Senior Vice President – Head of Platforms & Development
When recently bringing one of our customers to Oracle Cloud Infrastructure (OCI) with their Oracle E-Business Suite Environment (in this case on Release 12.2.9) I quickly scrolled through the latest My Oracle Support Note 2434500.1, describing the procedure – mainly looking for changes. Instead of having to create all those Networks, Subnets, Routing Tables, Security Lists, Load Balancers and Compute Instances, I was looking for a better way than doing it manually over and over again.
Being a passionate developer, I decided to solve this challenge by defining all of these infrastructure as code – more precisely as Terraform definitions. Let’s take a closer look at this.
Terraform Stacks – Overview
Oracle Cloud Infrastructure has built-in native support for defining and configuring all available components using Terraform definitions. See https://www.terraform.io/docs/providers/oci/index.html for all the details on the available options. These Terraform scripts can then be bundled into a zip-file and uploaded into Oracle Cloud Infrastructure as a “Resource Stack” that then allows applying all the infrastructure definitions – be they compartments, users, groups, networks or compute instances – at the push of a button:
Let’s take a closer look at the individual parts of my Terraform Stack to configure my entire E-Business Suite Environment on OCI. To keep my Code cleaner, I divided it into several smaller components:
As you can see in the file size, the network configuration is the most complex part of this: It contains a lot of subnets for both Cloud Manager and the actual E-Business Suite networks, routing rules and security lists defining who can communicate with whom. But let’s start easy:
Compartments, users, groups and policies
First of all, I created Terraform scripts defining a new EBS_compartment under the root compartment. After that an ebscm.admin user was created, who acts as a user who trades through the Cloud Manager. Then I created groups for EBS DBAs, Network Admins and Cloud Manager Admins, and assigned them the appropriate IAM Policies to manage the compartment:
The most complex part is the definition of all the networking resources. But, this still goes a lot easier “in code” than by manually configuring all these subnets, routing rules, security lists, etc.:
Compute, Variables and Output
Finally, I subscribed to the Cloud Manager image from the Oracle marketplace (https://cloudmarketplace.oracle.com/marketplace/en_US/listing/49940494) and started a VM.Standard.E2.1 instance. Since a Site2Site IPSEC Tunnel was not yet configured – like at the beginning of most projects – I also started a small VM.Standard.E2.1.Micro instance in a public subnet, which acts as a bastion host to get into the Cloud Manager machine for further configurations.

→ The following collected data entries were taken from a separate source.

//! Type registry: name → (identifier, dynamic type), with lazy acquisition
//! from the transport's type-object registry or the application's type
//! query callback.

use std::{collections::BTreeMap, sync::Arc};

use bytes::Bytes;
#[allow(unused_imports)]
use log::{debug, error, info, warn};

use crate::{
  error::{EnablerError, EnablerResult},
  payload::{Payload, PayloadPool},
  types::{DynamicType, JsonTypeSupport, TypeCollection, TypeIdentifier},
};

/// Transport-side registry of type objects, queried when a type is not yet
/// known locally.
pub trait TypeObjectRegistry: Send + Sync {
  fn lookup_type(&self, type_name: &str) -> Option<(TypeIdentifier, DynamicType)>;
}

/// Result of a type-identifier resolution.
pub struct ResolvedType {
  pub type_id: TypeIdentifier,
  pub dyn_type: DynamicType,
  /// True when the schema came from the transport registry and has not been
  /// reported to the application yet.
  pub newly_discovered: bool,
}

/// Write-rare, read-frequent map of known types. All access is serialized by
/// the handler's mutex.
pub struct TypeRegistry {
  schemas: BTreeMap<String, (TypeIdentifier, DynamicType)>,
  transport_registry: Option<Arc<dyn TypeObjectRegistry>>,
}

impl TypeRegistry {
  pub fn new(transport_registry: Option<Arc<dyn TypeObjectRegistry>>) -> TypeRegistry {
    TypeRegistry {
      schemas: BTreeMap::new(),
      transport_registry,
    }
  }

  /// Idempotent on type name. Returns true when the schema was newly added.
  pub fn add_schema(&mut self, dyn_type: DynamicType, type_id: TypeIdentifier) -> bool {
    let type_name = dyn_type.type_name().to_string();
    if self.schemas.contains_key(&type_name) {
      return false;
    }
    info!("Adding schema with name {type_name}.");
    self.schemas.insert(type_name, (type_id, dyn_type));
    true
  }

  pub fn dynamic_type(&self, type_name: &str) -> Option<DynamicType> {
    self.schemas.get(type_name).map(|(_, dt)| Arc::clone(dt))
  }

  pub fn contains(&self, type_name: &str) -> bool {
    self.schemas.contains_key(type_name)
  }

  /// Resolve a type identifier.
  ///
  /// Search order: the in-memory map, then the transport's type-object
  /// registry, then the application's type query callback. A type obtained
  /// from the transport registry is reported back through the caller as
  /// `newly_discovered`; one obtained from the query callback is not, since
  /// the application evidently has it already.
  pub fn get_type_identifier(
    &mut self,
    type_name: &str,
    type_query: Option<&(dyn Fn(&str) -> Option<Bytes> + Send + Sync)>,
  ) -> EnablerResult<ResolvedType> {
    if let Some((type_id, dyn_type)) = self.schemas.get(type_name) {
      return Ok(ResolvedType {
        type_id: *type_id,
        dyn_type: Arc::clone(dyn_type),
        newly_discovered: false,
      });
    }

    if let Some(registry) = &self.transport_registry {
      if let Some((type_id, dyn_type)) = registry.lookup_type(type_name) {
        let added = self.add_schema(Arc::clone(&dyn_type), type_id);
        return Ok(ResolvedType {
          type_id,
          dyn_type,
          newly_discovered: added,
        });
      }
    }

    let query = type_query.ok_or_else(|| {
      error!("Type query callback not set, cannot resolve type {type_name}.");
      EnablerError::TypeNotFound(type_name.to_string())
    })?;
    let blob = query(type_name).ok_or_else(|| {
      error!("Type query callback failed to retrieve type {type_name}.");
      EnablerError::TypeNotFound(type_name.to_string())
    })?;

    let (type_id, dyn_type) = self.register_type_blob(type_name, &blob)?;
    Ok(ResolvedType {
      type_id,
      dyn_type,
      newly_discovered: false,
    })
  }

  /// Register every element of a dependency blob, bottom-up. The last
  /// element must declare the requested type name.
  pub fn register_type_blob(
    &mut self,
    type_name: &str,
    blob: &[u8],
  ) -> EnablerResult<(TypeIdentifier, DynamicType)> {
    let collection = TypeCollection::deserialize(blob)?;

    let mut last: Option<(TypeIdentifier, DynamicType)> = None;
    for entry in &collection.types {
      let dyn_type = JsonTypeSupport::from_entry(entry);
      let type_id = TypeIdentifier::of_idl(&entry.type_name, &entry.idl);
      self.add_schema(Arc::clone(&dyn_type), type_id);
      last = Some((type_id, dyn_type));
    }

    match last {
      Some((type_id, dyn_type)) if dyn_type.type_name() == type_name => Ok((type_id, dyn_type)),
      Some((_, dyn_type)) => Err(EnablerError::InconsistentTypeBlob {
        expected: type_name.to_string(),
        found: dyn_type.type_name().to_string(),
      }),
      None => Err(EnablerError::InconsistentTypeBlob {
        expected: type_name.to_string(),
        found: "<empty collection>".to_string(),
      }),
    }
  }

  /// JSON text → wire payload for the given type.
  pub fn get_serialized_data(
    &self,
    type_name: &str,
    json: &str,
    payload_pool: &Arc<PayloadPool>,
  ) -> EnablerResult<Payload> {
    let dyn_type = self
      .dynamic_type(type_name)
      .ok_or_else(|| EnablerError::TypeNotFound(type_name.to_string()))?;
    let value: serde_json::Value = serde_json::from_str(json)
      .map_err(|e| EnablerError::SerializationFailed(e.to_string()))?;
    let wire = dyn_type.serialize_json(&value)?;
    Ok(payload_pool.get_payload(wire))
  }
}

#[cfg(test)]
mod tests {
  use serde_json::json;

  use super::*;
  use crate::types::{type_blob, TypeEntry};

  fn support(name: &str) -> DynamicType {
    Arc::new(JsonTypeSupport::new(name, "struct T {};", json!({})))
  }

  struct OneTypeRegistry;
  impl TypeObjectRegistry for OneTypeRegistry {
    fn lookup_type(&self, type_name: &str) -> Option<(TypeIdentifier, DynamicType)> {
      (type_name == "known::Type")
        .then(|| (TypeIdentifier::of_idl(type_name, "struct T {};"), support(type_name)))
    }
  }

  #[test]
  fn add_schema_is_idempotent() {
    let mut registry = TypeRegistry::new(None);
    let id = TypeIdentifier::of_idl("a", "b");
    assert!(registry.add_schema(support("t"), id));
    assert!(!registry.add_schema(support("t"), id));
  }

  #[test]
  fn resolution_prefers_memory_then_transport_then_query() {
    let mut registry = TypeRegistry::new(Some(Arc::new(OneTypeRegistry)));

    // transport hit, reported as newly discovered
    let resolved = registry.get_type_identifier("known::Type", None).unwrap();
    assert!(resolved.newly_discovered);
    // second lookup is a memory hit
    let resolved = registry.get_type_identifier("known::Type", None).unwrap();
    assert!(!resolved.newly_discovered);

    // unknown type without a query callback
    assert!(matches!(
      registry.get_type_identifier("other::Type", None),
      Err(EnablerError::TypeNotFound(_))
    ));

    // query callback path, not re-reported to the application
    let dyn_type = support("other::Type");
    let blob = type_blob(&dyn_type);
    let query = move |name: &str| (name == "other::Type").then(|| blob.clone());
    let resolved = registry
      .get_type_identifier("other::Type", Some(&query))
      .unwrap();
    assert!(!resolved.newly_discovered);
    assert!(registry.contains("other::Type"));
  }

  #[test]
  fn blob_with_wrong_final_name_is_inconsistent() {
    let mut registry = TypeRegistry::new(None);
    let blob = type_blob(&support("declared::Name"));
    assert!(matches!(
      registry.register_type_blob("requested::Name", &blob),
      Err(EnablerError::InconsistentTypeBlob { .. })
    ));
  }

  #[test]
  fn blob_registers_dependencies_before_leaf() {
    let mut registry = TypeRegistry::new(None);
    let dyn_type: DynamicType = Arc::new(
      JsonTypeSupport::new("outer::Type", "struct Outer {};", json!({})).with_dependencies(
        vec![TypeEntry {
          type_name: "inner::Type".to_string(),
          idl: "struct Inner {};".to_string(),
          placeholder: json!({}),
        }],
      ),
    );
    registry
      .register_type_blob("outer::Type", &type_blob(&dyn_type))
      .unwrap();
    assert!(registry.contains("inner::Type"));
    assert!(registry.contains("outer::Type"));
  }

  #[test]
  fn serializes_data_for_known_types_only() {
    let mut registry = TypeRegistry::new(None);
    let pool = PayloadPool::new();
    assert!(matches!(
      registry.get_serialized_data("missing::Type", "{}", &pool),
      Err(EnablerError::TypeNotFound(_))
    ));

    registry.add_schema(support("t"), TypeIdentifier::of_idl("t", "struct T {};"));
    let payload = registry.get_serialized_data("t", "{\"x\": 3}", &pool).unwrap();
    assert!(!payload.is_empty());
    assert!(matches!(
      registry.get_serialized_data("t", "not json", &pool),
      Err(EnablerError::SerializationFailed(_))
    ));
  }
}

To make the setup more flexible and reusable, I put all the variable parts – e.g. the different network subnets used, the SSH public key allowing to get into the instance, the region and the tenancy ID into variables. Further I’ve defined an output.tf that spooled out the most relevant IDs for further use during Cloud Manager configuration.
The above Scripts bring down the steps 1-4 of 2434500.1 and more important a “private network only” version as described in 2522175.1 for the actual E-Business Suite down to minutes over hours of “clicking”. After the initial stack has been provisioned, the configuration of Cloud Manager is just a bit of Copy-Pasting of OCIDs, as brought up by the Terraform Outputs. This enabled me to access a brand new E-Business Suite 12.2.9 Environment on a 19c database in hours, compared to weeks required with a traditional On-Premise or “Other Cloud Vendor” infrastructure.